J'ai l'impression de sortir d'un rêve, d'un très beau rêve. Le genre trop beau pour y croire et qui laisse une sensation de vide au réveil, quand on se rend compte que tout ça n'était que dans la tête.

Et pourtant, les messages d'hier sont encore là. C'est vrai, tout est vrai. Je n'ai pas rêvé.

Je n'étais pas sûr de vraiment connaître le bonheur avant aujourd'hui. Ça peut paraître un peu désillusionné pour un ado de quinze ans, mais je pensais que ce n'était plus pour moi. Quand Kazuyo... Enfin, depuis que Kazuyo est décédé, il y a un vide dans la famille. Miwa est partie. Les parents sont toujours au travail.

Ce n'est pas beaucoup plus brillant à côté. Les images de mon dernier match de collège me restent encore bien en tête, la balle tombée sans être frappée, qui rebondit sur le sol et s'éloigne de moi, la voix de Kindaichi, c'est terminé, le roi, on ne te suivra plus. Je pensais que le lycée serait un nouveau départ, mais ça n'a pas très bien commencé. Shiratorizawa m'a refusé ; alors j'ai voulu intégrer Karasuno pour le vieux coach Ukai, mais il est parti pile quand je suis arrivé. Bref. Pas la joie.

Mais aujourd'hui, tout ça, c'est loin.
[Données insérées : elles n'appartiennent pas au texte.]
//! HTTP handlers for wellness endpoints.

use axum::extract::{Json, State};

use crate::adapters::http::error::ApiError;
use crate::adapters::http::extract::AuthenticatedUser;
use crate::adapters::http::router::AppState;

use super::dto::{AssessWellnessResult, AssessmentRequestDto};

/// POST /api/wellness/assessment
///
/// Scores every questionnaire and reports the one that was submitted.
pub async fn assess_wellness(
    State(state): State<AppState>,
    user: AuthenticatedUser,
    Json(body): Json<AssessmentRequestDto>,
) -> Result<Json<AssessWellnessResult>, ApiError> {
    let query = body.into_query(user.user_id)?;
    let report = state.assess_wellness_handler().handle(query)?;
    Ok(Json(report))
}
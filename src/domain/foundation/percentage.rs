//! Percentage value object (0-100 scale).

use serde::{Deserialize, Serialize};
use std::fmt;

/// A whole-number value between 0 and 100 inclusive.
#[derive(Debug, Clone, Copy, PartialEq, Eq, PartialOrd, Ord, Hash, Serialize, Deserialize)]
#[serde(transparent)]
pub struct Percentage(u8);

impl Percentage {
    /// Zero percent.
    pub const ZERO: Self = Self(0);

    /// One hundred percent.
    pub const HUNDRED: Self = Self(100);

    /// Expresses `part / whole` as a percentage rounded to the nearest
    /// whole number, halves rounding up.
    ///
    /// # Edge Cases
    /// - `whole == 0`: Returns 0%
    /// - `part > whole`: Clamped to 100%
    pub fn from_ratio(part: u32, whole: u32) -> Self {
        if whole == 0 {
            return Self::ZERO;
        }

        let part = u64::from(part);
        let whole = u64::from(whole);
        let rounded = (part * 200 + whole) / (2 * whole);

        Self(rounded.min(100) as u8)
    }

    /// Returns the value as u8.
    pub fn value(&self) -> u8 {
        self.0
    }
}

impl Default for Percentage {
    fn default() -> Self {
        Self::ZERO
    }
}

impl fmt::Display for Percentage {
    fn fmt(&self, f: &mut fmt::Formatter<'_>) -> fmt::Result {
        write!(f, "{}%", self.0)
    }
}

#[cfg(test)]
mod tests {
    use super::*;

    #[test]
    fn from_ratio_handles_bounds() {
        assert_eq!(Percentage::from_ratio(0, 15), Percentage::ZERO);
        assert_eq!(Percentage::from_ratio(15, 15), Percentage::HUNDRED);
    }

    #[test]
    fn from_ratio_rounds_to_nearest() {
        // 1/15 = 6.67%
        assert_eq!(Percentage::from_ratio(1, 15).value(), 7);
        // 2/15 = 13.33%
        assert_eq!(Percentage::from_ratio(2, 15).value(), 13);
        // 7/15 = 46.67%
        assert_eq!(Percentage::from_ratio(7, 15).value(), 47);
        // 8/15 = 53.33%
        assert_eq!(Percentage::from_ratio(8, 15).value(), 53);
    }

    #[test]
    fn from_ratio_rounds_half_up() {
        assert_eq!(Percentage::from_ratio(1, 8).value(), 13); // 12.5%
        assert_eq!(Percentage::from_ratio(1, 200).value(), 1); // 0.5%
    }

    #[test]
    fn from_ratio_with_zero_whole_is_zero() {
        assert_eq!(Percentage::from_ratio(5, 0), Percentage::ZERO);
    }

    #[test]
    fn from_ratio_clamps_overflowing_parts() {
        assert_eq!(Percentage::from_ratio(30, 15), Percentage::HUNDRED);
    }

    #[test]
    fn percentage_displays_correctly() {
        assert_eq!(format!("{}", Percentage::from_ratio(3, 4)), "75%");
        assert_eq!(format!("{}", Percentage::ZERO), "0%");
    }

    #[test]
    fn percentage_serializes_as_bare_number() {
        let json = serde_json::to_string(&Percentage::from_ratio(42, 100)).unwrap();
        assert_eq!(json, "42");
    }
}
//! Foundation module - Shared domain primitives.
//!
//! Contains value objects, identifiers and error types
//! that form the vocabulary of the Health Compass domain.

mod errors;
mod ids;
mod percentage;

pub use errors::{ErrorCode, InputError};
pub use ids::UserId;
pub use percentage::Percentage;
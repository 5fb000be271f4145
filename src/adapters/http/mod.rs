//! HTTP adapters - REST API implementations.
//!
//! Each domain area has its own adapter; `router` assembles them.

pub mod diet;
pub mod error;
pub mod extract;
pub mod router;
pub mod wellness;

pub use error::{ApiError, ErrorResponse};
pub use extract::{AuthenticatedUser, USER_ID_HEADER};
pub use router::{api_router, AppState};
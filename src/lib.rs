//! Health Compass - Diet approach recommendations and wellness likelihood checks
//!
//! This crate implements goal-aware diet suggestions guarded by a BMI safety
//! gate, and a ten-questionnaire wellness aggregator.

pub mod adapters;
pub mod application;
pub mod config;
pub mod domain;
pub mod startup;
pub mod telemetry;
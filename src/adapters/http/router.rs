//! Top-level API router and shared state.

use std::sync::Arc;
use std::time::Duration;

use axum::routing::get;
use axum::Router;
use tower_http::timeout::TimeoutLayer;
use tower_http::trace::TraceLayer;

use crate::application::handlers::{
    AssessWellnessHandler, ListDietCatalogHandler, SuggestDietsHandler,
};
use crate::domain::diet::DietCatalog;

use super::diet::diet_routes;
use super::wellness::wellness_routes;

/// Shared application state.
#[derive(Clone)]
pub struct AppState {
    pub catalog: Arc<DietCatalog>,
}

impl AppState {
    pub fn new(catalog: Arc<DietCatalog>) -> Self {
        Self { catalog }
    }

    pub fn suggest_diets_handler(&self) -> SuggestDietsHandler {
        SuggestDietsHandler::new(self.catalog.clone())
    }

    pub fn list_diet_catalog_handler(&self) -> ListDietCatalogHandler {
        ListDietCatalogHandler::new(self.catalog.clone())
    }

    pub fn assess_wellness_handler(&self) -> AssessWellnessHandler {
        AssessWellnessHandler::new()
    }
}

/// Builds the full router with tracing and request timeout layers.
pub fn api_router(state: AppState, request_timeout: Duration) -> Router {
    Router::new()
        .route("/health", get(health))
        .merge(diet_routes())
        .merge(wellness_routes())
        .with_state(state)
        .layer(TraceLayer::new_for_http())
        .layer(TimeoutLayer::new(request_timeout))
}

/// GET /health
async fn health() -> &'static str {
    "ok"
}
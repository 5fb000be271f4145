//! Diet catalog configuration

use serde::Deserialize;
use std::path::PathBuf;

use super::error::ValidationError;

/// Where the diet catalog comes from
#[derive(Debug, Clone, Default, Deserialize)]
pub struct CatalogConfig {
    /// YAML file replacing the built-in catalog
    #[serde(default)]
    pub path: Option<PathBuf>,
}

impl CatalogConfig {
    /// Validate catalog configuration
    pub fn validate(&self) -> Result<(), ValidationError> {
        match &self.path {
            Some(path) if !path.is_file() => Err(ValidationError::CatalogFileMissing(path.clone())),
            _ => Ok(()),
        }
    }
}
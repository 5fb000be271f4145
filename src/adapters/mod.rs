//! Adapters - Implementations of the outward-facing surfaces.

pub mod http;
Aujourd'hui, je me lève de bonne humeur. Je me sens euphorique.

C'est si étrange d'être heureux.

Si dépaysant.

Je passe la journée dans ma bulle. J'arrive pas à écouter les cours, enfin ça ce n'est pas vraiment inédit ; mais rêvasser pendant l'entraînement, ça, c'est inhabituel. Et je me fais cramer.

-C'est quoi cette tête ? me lance Hinata à l'entraînement. Tu... tu souris, là ?

-Hein ? N'importe quoi !

Sugawara-san m'adresse un regard complice, la bouche en cœur :

-Si, si, Kageyama, je t'assure que tu souriais.
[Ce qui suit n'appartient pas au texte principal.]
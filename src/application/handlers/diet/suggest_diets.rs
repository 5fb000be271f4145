//! SuggestDietsHandler - Query handler for the dietary approach explorer.
//!
//! Resolves the effective goal and BMI category from the profile snapshot and
//! request, then runs the recommender against the shared catalog.

use std::sync::Arc;

use serde::Serialize;
use tracing::{debug, info, warn};

use crate::domain::diet::{
    DietCatalog, DietRecommender, PreferenceSet, Recommendation, RecommendationRequest,
};
use crate::domain::foundation::{InputError, UserId};
use crate::domain::profile::{
    resolve_bmi, resolve_effective_goal, Bmi, BmiCategory, Goal, HealthProfile,
};

/// Query to suggest diet approaches for a user.
#[derive(Debug, Clone)]
pub struct SuggestDietsQuery {
    /// Authenticated user, for log correlation.
    pub user_id: UserId,
    /// Stored profile, if the user has one.
    pub profile: Option<HealthProfile>,
    /// Goal chosen for this request only; never persisted.
    pub goal_override: Option<String>,
    /// Height entered alongside the request.
    pub height_cm: Option<f64>,
    /// Weight entered alongside the request.
    pub weight_kg: Option<f64>,
    pub preferences: PreferenceSet,
}

/// Result of a successful suggestion query.
#[derive(Debug, Clone, PartialEq, Serialize)]
pub struct SuggestDietsResult {
    pub effective_goal: Goal,
    pub bmi: Option<Bmi>,
    pub bmi_category: Option<BmiCategory>,
    pub recommendation: Recommendation,
}

/// Handler for diet suggestions.
pub struct SuggestDietsHandler {
    catalog: Arc<DietCatalog>,
}

impl SuggestDietsHandler {
    pub fn new(catalog: Arc<DietCatalog>) -> Self {
        Self { catalog }
    }

    pub fn handle(&self, query: SuggestDietsQuery) -> Result<SuggestDietsResult, InputError> {
        self.suggest(&query).map_err(|err| {
            warn!(
                user_id = %query.user_id,
                field = err.field(),
                error = %err,
                "Rejected diet suggestion input"
            );
            err
        })
    }

    fn suggest(&self, query: &SuggestDietsQuery) -> Result<SuggestDietsResult, InputError> {
        let profile_goal = query.profile.as_ref().and_then(|p| p.goal.as_ref());
        let effective_goal = resolve_effective_goal(profile_goal, query.goal_override.as_deref())?;

        debug!(
            user_id = %query.user_id,
            goal = effective_goal.key(),
            from_override = profile_goal.and_then(|g| g.as_goal()).is_none(),
            "Resolved effective goal"
        );

        let bmi = resolve_bmi(query.profile.as_ref(), query.height_cm, query.weight_kg)?;
        let bmi_category = bmi.map(|b| b.category());

        let request = RecommendationRequest {
            goal: effective_goal,
            bmi_category,
            preferences: query.preferences,
        };
        let recommendation = DietRecommender::recommend(&self.catalog, &request);

        match recommendation.block() {
            Some(block) => warn!(
                user_id = %query.user_id,
                goal = effective_goal.key(),
                reason = ?block,
                "Diet suggestions withheld by safety gate"
            ),
            None => info!(
                user_id = %query.user_id,
                goal = effective_goal.key(),
                suggestions = recommendation.suggestions().len(),
                "Suggested diet approaches"
            ),
        }

        Ok(SuggestDietsResult {
            effective_goal,
            bmi,
            bmi_category,
            recommendation,
        })
    }
}
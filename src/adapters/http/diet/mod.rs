//! Diet HTTP adapter module.
//!
//! Catalog browsing and the dietary approach explorer.

pub mod dto;
pub mod handlers;
pub mod routes;

pub use routes::diet_routes;
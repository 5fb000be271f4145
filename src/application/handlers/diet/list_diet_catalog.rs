//! ListDietCatalogHandler - Query handler for browsing the diet catalog.

use std::sync::Arc;

use crate::domain::diet::{DietCatalog, DietEntry};
use crate::domain::foundation::InputError;
use crate::domain::profile::Goal;

/// Query to list catalog entries.
#[derive(Debug, Clone, Default)]
pub struct ListDietCatalogQuery {
    /// Optional goal filter, as a goal key or label.
    pub goal: Option<String>,
}

/// Result of a catalog listing, in declaration order.
pub type ListDietCatalogResult = Vec<DietEntry>;

/// Handler for catalog listings.
pub struct ListDietCatalogHandler {
    catalog: Arc<DietCatalog>,
}

impl ListDietCatalogHandler {
    pub fn new(catalog: Arc<DietCatalog>) -> Self {
        Self { catalog }
    }

    pub fn handle(&self, query: ListDietCatalogQuery) -> Result<ListDietCatalogResult, InputError> {
        let goal = query
            .goal
            .as_deref()
            .map(str::trim)
            .filter(|g| !g.is_empty())
            .map(str::parse::<Goal>)
            .transpose()?;

        let entries = match goal {
            Some(goal) => self.catalog.for_goal(goal).cloned().collect(),
            None => self.catalog.entries().to_vec(),
        };

        Ok(entries)
    }
}
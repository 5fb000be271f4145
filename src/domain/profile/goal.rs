//! Goal types and effective-goal resolution.

use serde::{Deserialize, Serialize};
use std::fmt;
use std::str::FromStr;

use crate::domain::foundation::InputError;

/// Form value for the "Other" goal choice on the profile form.
pub const OTHER_GOAL_SELECTION: &str = "Other";

/// The closed set of goals that diet approaches are matched against.
#[derive(Debug, Clone, Copy, PartialEq, Eq, Hash, PartialOrd, Ord, Serialize, Deserialize)]
#[serde(rename_all = "snake_case")]
pub enum Goal {
    WeightLoss,
    WeightGain,
    ImproveHealth,
    BetterPhysique,
}

impl Goal {
    /// Returns all goals in canonical order.
    pub fn all() -> &'static [Goal] {
        &[
            Goal::WeightLoss,
            Goal::WeightGain,
            Goal::ImproveHealth,
            Goal::BetterPhysique,
        ]
    }

    /// Returns the snake_case key used in catalog files and query strings.
    pub fn key(&self) -> &'static str {
        match self {
            Goal::WeightLoss => "weight_loss",
            Goal::WeightGain => "weight_gain",
            Goal::ImproveHealth => "improve_health",
            Goal::BetterPhysique => "better_physique",
        }
    }

    /// Returns the label stored on user profiles.
    pub fn label(&self) -> &'static str {
        match self {
            Goal::WeightLoss => "Weight loss",
            Goal::WeightGain => "Weight gain",
            Goal::ImproveHealth => "Improve overall health/fitness",
            Goal::BetterPhysique => "Building a better physique",
        }
    }
}

impl fmt::Display for Goal {
    fn fmt(&self, f: &mut fmt::Formatter<'_>) -> fmt::Result {
        write!(f, "{}", self.label())
    }
}

impl FromStr for Goal {
    type Err = InputError;

    /// Accepts exactly a goal's label or key.
    fn from_str(s: &str) -> Result<Self, Self::Err> {
        Goal::all()
            .iter()
            .find(|goal| goal.label() == s || goal.key() == s)
            .copied()
            .ok_or_else(|| InputError::UnknownGoal(s.to_string()))
    }
}

/// A goal as stored on a user profile.
///
/// Users who pick "Other" store free text, which never matches a catalog entry.
#[derive(Debug, Clone, PartialEq, Eq, Serialize)]
#[serde(rename_all = "snake_case", tag = "kind", content = "value")]
pub enum ProfileGoal {
    Standard(Goal),
    Custom(String),
}

impl ProfileGoal {
    /// Parses a stored goal string. Blank input means no goal.
    pub fn parse(stored: &str) -> Option<Self> {
        let trimmed = stored.trim();
        if trimmed.is_empty() {
            return None;
        }

        Some(match trimmed.parse::<Goal>() {
            Ok(goal) => ProfileGoal::Standard(goal),
            Err(_) => ProfileGoal::Custom(trimmed.to_string()),
        })
    }

    /// Builds the goal from the profile form's selection and "Other" text box.
    ///
    /// When "Other" is chosen but the text box is blank, the selection itself
    /// is kept as the goal text.
    pub fn from_form(selection: &str, other: Option<&str>) -> Option<Self> {
        if selection.trim() == OTHER_GOAL_SELECTION {
            if let Some(text) = other.filter(|t| !t.trim().is_empty()) {
                return Self::parse(text);
            }
        }
        Self::parse(selection)
    }

    /// Returns the closed goal, if this is one.
    pub fn as_goal(&self) -> Option<Goal> {
        match self {
            ProfileGoal::Standard(goal) => Some(*goal),
            ProfileGoal::Custom(_) => None,
        }
    }
}

/// Decides which goal a recommendation is computed for.
///
/// A closed profile goal always wins. Otherwise the one-shot override must
/// name a closed goal.
///
/// # Errors
/// - `UnknownGoal` when the override is not a closed goal
/// - `MissingGoal` when there is neither a usable profile goal nor an override
pub fn resolve_effective_goal(
    profile_goal: Option<&ProfileGoal>,
    goal_override: Option<&str>,
) -> Result<Goal, InputError> {
    if let Some(goal) = profile_goal.and_then(ProfileGoal::as_goal) {
        return Ok(goal);
    }

    match goal_override.map(str::trim).filter(|s| !s.is_empty()) {
        Some(raw) => raw.parse(),
        None => Err(InputError::MissingGoal),
    }
}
-Quoi ? s'écrie Tanaka-san en rappliquant aussitôt. Tu nous caches quelque chose ?

-Un coup d'Etat ? suggère Tsukishima (ce connard).

Je peux pas leur expliquer. Pas maintenant, en tout cas. La défaite contre Aoba Johsai est encore trop fraîche pour que la nouvelle passe bien.

La fin de l'entraînement est ponctuée par les questions incessantes de Hinata, les cris de Tanaka, et les airs de connivence de Sugawara, qui, peut-être, est le seul à se faire une idée juste de ce qui m'arrive en ce moment. Les autres n'auraient même pas eu l'idée de commencer à y penser. Et je ne les blâmerais pas pour ça.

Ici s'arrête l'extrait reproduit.